Tieqiang Zhao, Aiilyan Houng, Guy L. Reed

Research output: Contribution to journalArticlepeer-review

2 Scopus citations


Background: Excessive, plasmin-mediated fibrinolysis augments bleeding and contributes to death in some patients. Current therapies for fibrinolytic bleeding are limited by modest efficacy, low potency, and off-target effects. Objectives: To determine whether an antibody directed against unique loop structures of the plasmin protease domain may have enhanced specificity and potency for blocking plasmin activity, fibrinolysis, and experimental hemorrhage.
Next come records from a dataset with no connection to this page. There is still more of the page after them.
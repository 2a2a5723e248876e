//! Ping-pong transaction chain.
//!
//! A chain of frontend transactions is pipelined onto at most two backend
//! transactions: one being committed by the backend (`inflight`) and one
//! collecting writes (`locked` while a user holds it, `ready` once the user
//! has submitted it). A frontend transaction allocated while another one is
//! ready simply continues on the ready backend transaction, so an arbitrarily
//! long sequence of small frontend transactions turns into a few large backend
//! commits.
//!
//! The three slots are atomic references manipulated by compare-and-swap.
//! Every exchange has exactly one legal witness; anything else is a usage
//! error and is reported, never retried. Submission to the backend happens
//! under a short critical section so transactions reach the backend in the
//! order they were readied. Backend calls themselves are made after the
//! critical section is left.

use std::fmt;
use std::sync::atomic::{AtomicU64, Ordering};
use std::sync::{Arc, OnceLock, Weak};

use arc_swap::{ArcSwapOption, Guard};
use parking_lot::Mutex;
use tracing::{debug, error, warn};

use crate::error::{DomError, DomResult};
use crate::transaction::{
    commit_promise, failed_commit, ChainId, CommitFuture, CommitInfo, CommitPromise, CommitResult,
    ReadWriteTransaction, TransactionChain, TransactionChainListener, TransactionId,
};
use crate::types::{InstanceIdentifier, NormalizedNode};

/// One backend transaction shared by a batch of frontend transactions.
pub(crate) struct PingPongTransaction {
    delegate: Arc<dyn ReadWriteTransaction>,
    frontend: OnceLock<TransactionId>,
    promise: CommitPromise,
    future: CommitFuture,
}

impl PingPongTransaction {
    fn new(delegate: Arc<dyn ReadWriteTransaction>) -> Self {
        let (promise, future) = commit_promise();
        Self {
            delegate,
            frontend: OnceLock::new(),
            promise,
            future,
        }
    }

    /// Remember the first read-write frontend using this transaction.
    fn record_frontend(&self, frontend: TransactionId) {
        // Only the head of the batch is recorded.
        let _ = self.frontend.set(frontend);
    }

    fn frontend(&self) -> Option<TransactionId> {
        self.frontend.get().copied()
    }

    fn on_success(&self, info: CommitInfo) {
        self.promise.complete(Ok(info));
    }

    fn on_failure(&self, cause: DomError) {
        self.promise.complete(Err(cause));
    }
}

impl fmt::Display for PingPongTransaction {
    fn fmt(&self, f: &mut fmt::Formatter<'_>) -> fmt::Result {
        match self.frontend() {
            Some(frontend) => write!(f, "PingPong{{delegate={}, frontend={}}}", self.delegate.identifier(), frontend),
            None => write!(f, "PingPong{{delegate={}}}", self.delegate.identifier()),
        }
    }
}

type TxRef = Arc<PingPongTransaction>;
type TxSlot = ArcSwapOption<PingPongTransaction>;

/// Compare-and-exchange on a slot. Returns the value witnessed in the slot;
/// the exchange happened if and only if it is the expected one.
fn compare_and_exchange(slot: &TxSlot, expected: Option<&TxRef>, new: Option<TxRef>) -> Option<TxRef> {
    let current = expected.cloned();
    Guard::into_inner(slot.compare_and_swap(&current, new))
}

fn is_same(witness: Option<&TxRef>, expected: Option<&TxRef>) -> bool {
    match (witness, expected) {
        (Some(a), Some(b)) => Arc::ptr_eq(a, b),
        (None, None) => true,
        _ => false,
    }
}

fn describe(tx: Option<&TxRef>) -> String {
    tx.map(|tx| tx.to_string()).unwrap_or_else(|| "nothing".to_string())
}

/// Backend work decided inside the critical section and run after it.
enum Deferred {
    Commit(TxRef),
    Cancel(TxRef, DomError),
    CloseDelegate,
}

#[derive(Default)]
struct ChainState {
    failed: bool,
    closed: bool,
    shutdown_tx: Option<TxRef>,
    dead_tx: Option<(TxRef, DomError)>,
}

/// Relays backend chain events to the frontend chain.
struct DelegateListener {
    chain: Weak<PingPongTransactionChain>,
}

impl TransactionChainListener for DelegateListener {
    fn on_transaction_chain_failed(&self, _chain: ChainId, _transaction: Option<TransactionId>, cause: &DomError) {
        if let Some(chain) = self.chain.upgrade() {
            chain.delegate_failed(cause);
        }
    }

    fn on_transaction_chain_successful(&self, _chain: ChainId) {
        if let Some(chain) = self.chain.upgrade() {
            chain.delegate_successful();
        }
    }
}

/// Transaction chain pipelining frontend transactions onto at most two
/// backend transactions.
pub struct PingPongTransactionChain {
    id: ChainId,
    listener: Arc<dyn TransactionChainListener>,
    delegate: Arc<dyn TransactionChain>,
    locked_tx: TxSlot,
    ready_tx: TxSlot,
    inflight_tx: TxSlot,
    state: Mutex<ChainState>,
    next_frontend: AtomicU64,
}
Methods: The binding specificity, affinity, protease cross-reactivity and antifibrinolytic properties of a monoclonal plasmin inhibitor antibody (Pi) were examined and compared with those of epsilon aminocaproic acid (EACA), which is a clinically used fibrinolysis inhibitor. Results: Pi specifically recognized loop 5 of the protease domain, and did not bind to other serine proteases or nine other non-primate plasminogens. Pi was ~7 logs more potent in neutralizing plasmin cleavage of small-molecule substrates and >3 logs more potent in quenching fibrinolysis than EACA. Pi was similarly effective in blocking catalysis of a small-molecule substrate as α2-antiplasmin, which is the most potent covalent inhibitor of plasmin, and was a more potent fibrinolysis inhibitor. Fab or chimerized Fab fragments of Pi were equivalently effective. In vivo, in a humanized model of fibrinolytic surgical bleeding, Pi significantly reduced bleeding to a greater extent than a clinical dose of EACA. Conclusions: A mAb directed against unique loop sequences in the protease domain is a highly specific, potent, competitive plasmin inhibitor that significantly reduces experimental surgical bleeding in vivo.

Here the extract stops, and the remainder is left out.